WHAT THE EXERCISE ASKS
Search the data for the string "CopilotClient" and gather each line it is in.

[Stored data]
────
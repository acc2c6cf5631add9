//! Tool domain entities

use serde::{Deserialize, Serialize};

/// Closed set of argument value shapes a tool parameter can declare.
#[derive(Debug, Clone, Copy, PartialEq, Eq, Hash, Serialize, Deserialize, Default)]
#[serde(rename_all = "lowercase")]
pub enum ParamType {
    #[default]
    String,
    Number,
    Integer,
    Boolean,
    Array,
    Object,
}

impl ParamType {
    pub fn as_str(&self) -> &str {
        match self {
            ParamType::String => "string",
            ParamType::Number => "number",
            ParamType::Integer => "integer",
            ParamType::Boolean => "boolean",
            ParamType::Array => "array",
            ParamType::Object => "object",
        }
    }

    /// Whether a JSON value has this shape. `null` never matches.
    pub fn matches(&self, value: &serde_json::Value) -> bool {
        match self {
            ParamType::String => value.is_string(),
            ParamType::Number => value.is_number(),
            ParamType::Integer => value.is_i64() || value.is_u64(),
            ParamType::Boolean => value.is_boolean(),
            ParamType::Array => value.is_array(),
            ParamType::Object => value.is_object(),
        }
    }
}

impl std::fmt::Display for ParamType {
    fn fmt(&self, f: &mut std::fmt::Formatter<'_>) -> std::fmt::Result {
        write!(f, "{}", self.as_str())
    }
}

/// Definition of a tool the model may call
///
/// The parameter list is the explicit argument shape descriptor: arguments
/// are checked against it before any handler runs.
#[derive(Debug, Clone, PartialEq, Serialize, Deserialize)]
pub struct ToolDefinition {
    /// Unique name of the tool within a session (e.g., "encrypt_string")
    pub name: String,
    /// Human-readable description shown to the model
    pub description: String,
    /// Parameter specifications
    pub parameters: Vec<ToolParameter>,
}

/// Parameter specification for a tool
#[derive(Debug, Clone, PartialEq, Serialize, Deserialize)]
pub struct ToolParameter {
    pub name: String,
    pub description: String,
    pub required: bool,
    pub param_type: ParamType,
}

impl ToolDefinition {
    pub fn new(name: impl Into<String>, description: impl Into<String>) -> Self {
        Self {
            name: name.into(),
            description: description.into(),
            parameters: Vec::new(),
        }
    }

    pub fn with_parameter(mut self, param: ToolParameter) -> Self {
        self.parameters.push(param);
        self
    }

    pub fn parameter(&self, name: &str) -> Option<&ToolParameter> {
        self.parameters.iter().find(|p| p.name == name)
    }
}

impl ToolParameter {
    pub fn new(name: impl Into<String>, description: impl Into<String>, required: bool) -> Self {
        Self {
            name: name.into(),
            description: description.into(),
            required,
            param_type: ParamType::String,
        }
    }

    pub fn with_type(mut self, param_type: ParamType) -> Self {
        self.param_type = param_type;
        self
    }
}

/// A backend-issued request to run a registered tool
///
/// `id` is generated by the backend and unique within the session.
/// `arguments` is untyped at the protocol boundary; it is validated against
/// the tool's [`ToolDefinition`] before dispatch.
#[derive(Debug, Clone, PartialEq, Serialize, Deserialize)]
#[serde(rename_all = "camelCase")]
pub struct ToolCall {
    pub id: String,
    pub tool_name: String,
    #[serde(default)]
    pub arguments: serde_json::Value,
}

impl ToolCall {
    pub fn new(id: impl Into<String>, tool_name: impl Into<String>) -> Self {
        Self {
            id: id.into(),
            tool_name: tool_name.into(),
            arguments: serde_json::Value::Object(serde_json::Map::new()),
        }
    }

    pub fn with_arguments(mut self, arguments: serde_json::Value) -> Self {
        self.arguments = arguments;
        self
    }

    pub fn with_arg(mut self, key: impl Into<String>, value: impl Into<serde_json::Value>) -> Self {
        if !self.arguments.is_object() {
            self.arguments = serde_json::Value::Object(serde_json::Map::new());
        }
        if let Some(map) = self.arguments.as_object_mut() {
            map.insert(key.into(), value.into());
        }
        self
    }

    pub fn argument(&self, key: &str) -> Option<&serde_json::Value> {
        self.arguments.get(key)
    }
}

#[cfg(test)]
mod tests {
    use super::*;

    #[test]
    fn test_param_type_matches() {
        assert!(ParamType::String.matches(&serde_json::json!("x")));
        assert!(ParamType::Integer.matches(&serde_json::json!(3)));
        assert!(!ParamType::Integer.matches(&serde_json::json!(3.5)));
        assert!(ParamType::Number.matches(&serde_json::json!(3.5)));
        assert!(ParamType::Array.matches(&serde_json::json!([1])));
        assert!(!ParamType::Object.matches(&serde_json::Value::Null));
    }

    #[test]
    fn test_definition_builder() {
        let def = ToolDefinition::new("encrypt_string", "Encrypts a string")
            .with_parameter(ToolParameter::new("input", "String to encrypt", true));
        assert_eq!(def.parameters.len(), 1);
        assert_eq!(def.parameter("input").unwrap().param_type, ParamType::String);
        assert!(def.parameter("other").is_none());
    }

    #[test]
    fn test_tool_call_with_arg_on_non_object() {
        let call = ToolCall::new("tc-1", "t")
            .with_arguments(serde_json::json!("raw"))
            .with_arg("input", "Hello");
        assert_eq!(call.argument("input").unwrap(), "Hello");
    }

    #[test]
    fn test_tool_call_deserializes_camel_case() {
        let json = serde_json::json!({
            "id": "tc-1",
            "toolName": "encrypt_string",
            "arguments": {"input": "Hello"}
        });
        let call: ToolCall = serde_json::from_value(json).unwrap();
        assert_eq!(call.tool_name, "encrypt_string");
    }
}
────
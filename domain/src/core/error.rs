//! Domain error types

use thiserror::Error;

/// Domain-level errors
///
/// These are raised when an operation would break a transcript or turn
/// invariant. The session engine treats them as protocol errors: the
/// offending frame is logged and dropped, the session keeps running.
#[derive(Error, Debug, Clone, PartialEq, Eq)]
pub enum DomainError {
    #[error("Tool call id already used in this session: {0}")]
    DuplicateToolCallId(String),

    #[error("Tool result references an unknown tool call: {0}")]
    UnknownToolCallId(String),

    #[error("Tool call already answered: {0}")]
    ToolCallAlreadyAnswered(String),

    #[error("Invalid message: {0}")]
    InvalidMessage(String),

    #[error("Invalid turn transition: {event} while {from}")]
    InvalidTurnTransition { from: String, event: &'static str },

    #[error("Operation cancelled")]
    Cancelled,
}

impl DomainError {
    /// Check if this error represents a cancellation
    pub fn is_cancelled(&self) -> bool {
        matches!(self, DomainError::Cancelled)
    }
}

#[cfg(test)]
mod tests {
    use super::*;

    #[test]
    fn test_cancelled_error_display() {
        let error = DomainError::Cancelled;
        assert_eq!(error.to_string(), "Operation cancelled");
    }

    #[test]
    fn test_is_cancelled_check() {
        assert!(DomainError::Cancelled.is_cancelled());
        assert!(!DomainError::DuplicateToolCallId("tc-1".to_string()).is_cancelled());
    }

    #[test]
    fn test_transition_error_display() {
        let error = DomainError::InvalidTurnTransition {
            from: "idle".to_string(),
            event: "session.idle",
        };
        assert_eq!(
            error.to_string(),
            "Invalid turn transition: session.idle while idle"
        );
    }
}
────
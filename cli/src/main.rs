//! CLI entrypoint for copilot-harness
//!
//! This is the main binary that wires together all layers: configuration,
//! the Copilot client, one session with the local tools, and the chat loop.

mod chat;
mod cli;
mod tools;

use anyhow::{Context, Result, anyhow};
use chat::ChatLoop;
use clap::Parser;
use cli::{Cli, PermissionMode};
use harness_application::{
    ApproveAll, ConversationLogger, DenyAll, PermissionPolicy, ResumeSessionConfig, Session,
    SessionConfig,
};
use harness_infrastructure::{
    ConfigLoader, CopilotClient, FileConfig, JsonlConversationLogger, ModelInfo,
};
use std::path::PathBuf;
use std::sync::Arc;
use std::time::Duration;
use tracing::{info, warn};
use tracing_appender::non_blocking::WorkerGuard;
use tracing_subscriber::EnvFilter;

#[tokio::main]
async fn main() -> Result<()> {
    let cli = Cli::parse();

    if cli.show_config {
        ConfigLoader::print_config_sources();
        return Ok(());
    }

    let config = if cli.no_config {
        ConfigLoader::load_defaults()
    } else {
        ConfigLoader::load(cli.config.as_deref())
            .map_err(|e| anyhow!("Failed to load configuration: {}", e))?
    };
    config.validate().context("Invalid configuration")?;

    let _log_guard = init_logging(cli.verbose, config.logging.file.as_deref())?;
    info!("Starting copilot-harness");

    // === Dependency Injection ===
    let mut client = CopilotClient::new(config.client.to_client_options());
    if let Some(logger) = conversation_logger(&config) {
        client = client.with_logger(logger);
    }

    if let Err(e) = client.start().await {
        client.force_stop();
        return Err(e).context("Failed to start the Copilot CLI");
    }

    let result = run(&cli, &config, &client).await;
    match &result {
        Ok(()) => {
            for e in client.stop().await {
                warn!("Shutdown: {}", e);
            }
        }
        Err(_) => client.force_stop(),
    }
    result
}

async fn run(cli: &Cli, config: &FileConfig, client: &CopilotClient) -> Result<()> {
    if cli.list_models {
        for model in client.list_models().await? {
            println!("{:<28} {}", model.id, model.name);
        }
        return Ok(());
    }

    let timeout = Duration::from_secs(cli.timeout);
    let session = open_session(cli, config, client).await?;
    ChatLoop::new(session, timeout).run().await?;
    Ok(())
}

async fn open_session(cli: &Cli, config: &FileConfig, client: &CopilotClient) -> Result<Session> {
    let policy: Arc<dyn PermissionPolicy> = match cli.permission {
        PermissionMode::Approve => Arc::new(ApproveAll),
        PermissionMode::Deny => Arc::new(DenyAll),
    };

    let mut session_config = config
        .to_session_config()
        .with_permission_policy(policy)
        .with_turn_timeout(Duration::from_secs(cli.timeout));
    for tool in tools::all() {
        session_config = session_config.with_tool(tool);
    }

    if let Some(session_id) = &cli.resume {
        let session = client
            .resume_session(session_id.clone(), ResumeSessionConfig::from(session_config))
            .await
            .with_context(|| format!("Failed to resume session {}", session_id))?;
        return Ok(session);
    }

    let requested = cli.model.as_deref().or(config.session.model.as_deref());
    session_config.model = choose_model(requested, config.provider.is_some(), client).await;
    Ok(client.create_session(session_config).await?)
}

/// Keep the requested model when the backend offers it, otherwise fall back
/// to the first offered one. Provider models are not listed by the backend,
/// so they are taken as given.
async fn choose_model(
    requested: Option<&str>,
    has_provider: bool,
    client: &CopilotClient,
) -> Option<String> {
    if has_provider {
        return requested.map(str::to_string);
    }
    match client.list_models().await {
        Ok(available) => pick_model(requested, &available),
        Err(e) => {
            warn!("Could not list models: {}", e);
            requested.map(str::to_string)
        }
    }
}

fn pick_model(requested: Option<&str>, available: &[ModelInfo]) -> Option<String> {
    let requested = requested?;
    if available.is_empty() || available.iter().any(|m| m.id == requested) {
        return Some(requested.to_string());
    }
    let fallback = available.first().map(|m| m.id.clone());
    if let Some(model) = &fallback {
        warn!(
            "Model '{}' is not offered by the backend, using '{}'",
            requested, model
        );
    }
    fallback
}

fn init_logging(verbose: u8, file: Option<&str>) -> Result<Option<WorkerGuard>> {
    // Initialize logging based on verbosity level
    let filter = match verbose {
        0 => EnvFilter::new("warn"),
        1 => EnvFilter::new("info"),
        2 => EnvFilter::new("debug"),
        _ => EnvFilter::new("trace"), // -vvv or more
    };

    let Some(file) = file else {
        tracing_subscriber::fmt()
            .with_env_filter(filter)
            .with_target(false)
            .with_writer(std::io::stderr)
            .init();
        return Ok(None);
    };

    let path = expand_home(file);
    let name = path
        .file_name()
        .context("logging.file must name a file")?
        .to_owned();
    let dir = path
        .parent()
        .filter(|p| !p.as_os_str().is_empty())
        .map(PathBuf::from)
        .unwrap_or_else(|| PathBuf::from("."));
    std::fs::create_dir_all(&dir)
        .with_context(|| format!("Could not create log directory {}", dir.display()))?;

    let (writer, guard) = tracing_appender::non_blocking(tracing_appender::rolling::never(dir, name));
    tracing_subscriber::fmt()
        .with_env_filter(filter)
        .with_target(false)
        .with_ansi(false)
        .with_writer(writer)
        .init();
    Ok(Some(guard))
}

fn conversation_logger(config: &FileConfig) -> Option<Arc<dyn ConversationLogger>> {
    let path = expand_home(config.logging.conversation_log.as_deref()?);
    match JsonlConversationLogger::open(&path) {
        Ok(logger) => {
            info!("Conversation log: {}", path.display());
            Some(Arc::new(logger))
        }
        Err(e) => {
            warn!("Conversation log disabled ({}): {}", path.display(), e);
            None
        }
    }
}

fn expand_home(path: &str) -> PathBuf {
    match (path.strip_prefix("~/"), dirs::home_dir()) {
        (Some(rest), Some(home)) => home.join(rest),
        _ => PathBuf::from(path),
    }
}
────
OUTPUT OF THE EXERCISE
    ConfigLoader, CopilotClient, FileConfig, JsonlConversationLogger, ModelInfo,
    let mut client = CopilotClient::new(config.client.to_client_options());
async fn run(cli: &Cli, config: &FileConfig, client: &CopilotClient) -> Result<()> {
async fn open_session(cli: &Cli, config: &FileConfig, client: &CopilotClient) -> Result<Session> {
    client: &CopilotClient,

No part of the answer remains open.